|
J. Pollack*, C. Gokey**, D. Kendig**,
L. Olsen*
* Goddard Space Flight Center, Greenbelt,
MD
** SSAI, Greenbelt, MD
One of the main challenges in maintaining a large directory
of Earth science metadata lies in preserving the quality of
the information in the records, while continually working
to expand the population of the catalog. NASA's Global Change
Master Directory (GCMD) is one such catalog, serving the Earth
science community as a data locator. With over 9800 data set
descriptions contributed to date, and additional descriptions
created and modified on a daily basis, maintaining the integrity
and consistency of the records is crucial to ensuring the
quality of the metadata and user confidence in the system.
Rules that govern the formation and structure of a document
define its syntax. What is meant by "valid" data
or metadata? In today's world of technology, we often think
of validation pertaining only to the syntax of the data. However,
to ensure a meaningful representation of the data, we must
also look at the meaning or interpretation of those data -
the semantics.
In the English
language both syntax and semantics play a role in the understanding
and communication of ideas, and therefore the transfer of
information. For example, the syntax of the language specifies
that a noun must have a verb acting upon it, and adjectives
can be used to clarify that noun. These words and other elements
of sentence structure are combined to form grammatical sentences.
The following sentence adheres to these syntactical rules:
"In
his red coat, the boy walked to the school."
No rules
have been broken in the syntax of the sentence and its meaning
is clearly understood. Now, let's maintain proper syntax,
but change some of the words:
"On
her fuzzy popsicle, the horse swam through a balloon."
We've kept
the proper order of prepositions, nouns, verbs, and adjectives,
yet now the sentence seems illogical. What has changed if
we still are maintaining perfect syntax? This sentence illustrates
the importance of semantics. Although the words are correct
in terms of their placement and type, the actual words used
are not appropriate in this context. Perfect syntax alone
does not guarantee a meaningful sentence. Similarly, for metadata,
perfect syntax does not guarantee a meaningful description
of a data set. It is for this reason that the Global Change
Master Directory uses a metadata management system to validate
not only the syntax of records, but the semantics as well,
in order to achieve high quality data.
The advantages of achieving metadata that conform to validity
checks for syntax as well as semantics are many. The most
obvious benefit is "quality" metadata. By this,
we mean metadata that exhibit consistency across all records
and are held to some level of standardization. So, for example,
all descriptions are required to have a minimum number of
mandatory fields, spatial and temporal coverages are expressed
in the same format, terminology used to describe a scientific
concept in one record is the same used to describe that concept
in a different record, etc.
By achieving
this ideal of "quality" metadata, we are then able
to reap subsequent benefits in the form of improved searching
capabilities and increased user confidence. The GCMD offers
many interfaces with which users can search our metadata repository.
With the majority of searches conducted using the keyword
search, it, as well as the other interfaces (free-text) are
strengthened by the consistency and standardization found
within the records.

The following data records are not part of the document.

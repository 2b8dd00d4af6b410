//! Request middleware and extractors

pub mod session;

pub use session::Session;
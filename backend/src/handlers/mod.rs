//! HTTP request handlers

pub mod dispatch;
pub mod health;
pub mod ledger;
pub mod settlement;

pub use dispatch::*;
pub use health::*;
pub use ledger::*;
pub use settlement::*;
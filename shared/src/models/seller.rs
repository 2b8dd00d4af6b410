//! Seller (heladero) ledger models

use chrono::NaiveDate;
use rust_decimal::Decimal;
use serde::{Deserialize, Serialize};
use uuid::Uuid;
use validator::Validate;

use crate::types::round_money;

/// A field seller with a running debt against a credit limit
#[derive(Debug, Clone, Serialize, Deserialize, PartialEq)]
#[serde(rename_all = "camelCase")]
pub struct Seller {
    pub id: Uuid,
    pub name: String,
    #[serde(default, skip_serializing_if = "Option::is_none")]
    pub phone: Option<String>,
    #[serde(default, skip_serializing_if = "Option::is_none")]
    pub email: Option<String>,
    #[serde(default, skip_serializing_if = "Option::is_none")]
    pub address: Option<String>,
    #[serde(default)]
    pub credit_limit: Decimal,
    /// Outstanding debt; older records call it `debt`
    #[serde(default, alias = "debt")]
    pub current_debt: Decimal,
}

impl Seller {
    /// Debt rounded to cents, the scale every payment comparison uses
    pub fn debt(&self) -> Decimal {
        round_money(self.current_debt)
    }

    /// Credit still available: `credit_limit - current_debt`
    pub fn available_credit(&self) -> Decimal {
        round_money(self.credit_limit) - self.debt()
    }

    /// Compare a prospective load value against the available credit.
    ///
    /// The result is advisory only; nothing downstream blocks on it.
    pub fn credit_check(&self, load_value: Decimal) -> CreditCheck {
        let available = self.available_credit();
        let load_value = round_money(load_value);
        let shortfall = (load_value - available).max(Decimal::ZERO);
        CreditCheck {
            available,
            load_value,
            exceeds: shortfall > Decimal::ZERO,
            shortfall,
        }
    }
}

/// Outcome of comparing a load value with a seller's available credit
#[derive(Debug, Clone, Serialize, Deserialize, PartialEq)]
#[serde(rename_all = "camelCase")]
pub struct CreditCheck {
    pub available: Decimal,
    pub load_value: Decimal,
    pub exceeds: bool,
    pub shortfall: Decimal,
}

/// A debt payment (amortización) made outside of a settlement
#[derive(Debug, Clone, Serialize, Deserialize, PartialEq, Validate)]
#[serde(rename_all = "camelCase")]
pub struct DebtPayment {
    pub amount: Decimal,
    #[serde(default, skip_serializing_if = "Option::is_none")]
    #[validate(length(max = 120))]
    pub reference: Option<String>,
    #[serde(default, skip_serializing_if = "Option::is_none")]
    pub date: Option<NaiveDate>,
}
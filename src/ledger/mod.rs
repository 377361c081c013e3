//! Delivery ledger: which messages reached chat, and under which thread.

mod sqlite;

pub use sqlite::SqliteLedger;

use thiserror::Error;

use crate::model::record::MailRecord;

/// Persistence failures. They abort the current message only.
#[derive(Debug, Error)]
pub enum LedgerError {
    #[error("ledger database error: {0}")]
    Sqlite(#[from] rusqlite::Error),
    #[error("ledger I/O error: {0}")]
    Io(#[from] std::io::Error),
}

/// Keyed record store consulted for dedup checks and thread lookups.
pub trait DeliveryLedger {
    /// `true` iff a record with this id is present.
    fn exists(&self, message_id: &str) -> Result<bool, LedgerError>;

    /// Create the record, or update only its `thread_handle` if it exists.
    fn record_delivery(
        &mut self,
        message_id: &str,
        subject: &str,
        thread_handle: Option<&str>,
    ) -> Result<(), LedgerError>;

    /// All records whose id is in `message_ids`, in no particular order.
    fn resolve_threads(&self, message_ids: &[String]) -> Result<Vec<MailRecord>, LedgerError>;
}
//! Mailbox collaborator: fetch raw messages from a folder.

mod imap_client;

pub use imap_client::ImapMailbox;

use chrono::{DateTime, Duration, NaiveDate, TimeZone};
use thiserror::Error;

use crate::config::RunOptions;

/// Folder that never carries the unseen flag; watched by date instead.
pub const SENT_ITEMS_FOLDER: &str = "Sent Items";

/// Mailbox transport failures.
#[derive(Debug, Error)]
pub enum MailboxError {
    /// The server dropped or reset the connection. Treated as "no mail this run".
    #[error("mailbox connection lost")]
    ConnectionLost,
    #[error("TLS setup failed: {0}")]
    Tls(#[from] native_tls::Error),
    #[error("IMAP error: {0}")]
    Imap(String),
}

/// Which messages of a folder to fetch.
#[derive(Debug, Clone, PartialEq, Eq)]
pub enum FetchCriteria {
    /// Messages dated on or after this day.
    Since(NaiveDate),
    /// Messages containing this text anywhere.
    Text(String),
    /// Messages without the `\Seen` flag.
    Unseen,
}

/// The two mailbox-watch variants exposed on the command line.
#[derive(Debug, Clone, Copy, PartialEq, Eq)]
pub enum WatchMode {
    /// Everything within the recent time window.
    Folder,
    /// Unread mail (date-based for the sent folder).
    Inbox,
}

impl FetchCriteria {
    /// Messages from the day `window_hours` before `now`.
    pub fn since_window<Tz: TimeZone>(now: &DateTime<Tz>, window_hours: i64) -> Self {
        let start = now.clone() - Duration::hours(window_hours);
        FetchCriteria::Since(start.date_naive())
    }

    /// The IMAP `SEARCH` key for this criterion.
    pub fn to_imap_query(&self) -> String {
        match self {
            FetchCriteria::Since(date) => format!("SINCE {}", date.format("%d-%b-%Y")),
            FetchCriteria::Text(text) => format!("TEXT {}", quote(text)),
            FetchCriteria::Unseen => "UNSEEN".to_string(),
        }
    }
}

/// Pick the criterion for a run. A search text always wins.
pub fn criteria_for<Tz: TimeZone>(
    mode: WatchMode,
    options: &RunOptions,
    now: &DateTime<Tz>,
    window_hours: i64,
) -> FetchCriteria {
    if let Some(text) = &options.search_text {
        return FetchCriteria::Text(text.clone());
    }
    match mode {
        WatchMode::Folder => FetchCriteria::since_window(now, window_hours),
        WatchMode::Inbox if options.folder == SENT_ITEMS_FOLDER => {
            FetchCriteria::Since(now.date_naive())
        }
        WatchMode::Inbox => FetchCriteria::Unseen,
    }
}

fn quote(text: &str) -> String {
    let escaped = text.replace('\\', "\\\\").replace('"', "\\\"");
    format!("\"{escaped}\"")
}

/// Source of raw RFC 5322 messages.
pub trait Mailbox {
    /// Fetch every message of `folder` matching `criteria`, in mailbox order.
    fn fetch(
        &mut self,
        folder: &str,
        criteria: &FetchCriteria,
    ) -> Result<Vec<Vec<u8>>, MailboxError>;
}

Keyword searches, which guarantee no zero-hit
queries would not be possible without the controlled vocabularies
maintained by the GCMD. These keyword searches allow the user
to click on a keyword of interest and reveal all of the data
set descriptions in the data base that match that keyword.
With standardized vocabulary, a user can be sure they are
retrieving all documents related to "United States of
America" when choosing that option, and that they do
not also have to then check other variations of that location,
such as "America" or "USA". Similarly,
with a free-text search, a user can be assured of comparable
content among the records. Therefore, when doing a search
on "glaciers", the fact that all data set descriptions
covering this topic are keyed with the controlled hierarchical
terminology of "Earth Science > Cryosphere > Snow/Ice
> Glaciers" ensures that all records that satisfy
the query will be returned.
A similar
feature that is directly related to the use of controlled
vocabulary and our strict enforcement of validation is cross-referencing
of keywords found within the body of the metadata document.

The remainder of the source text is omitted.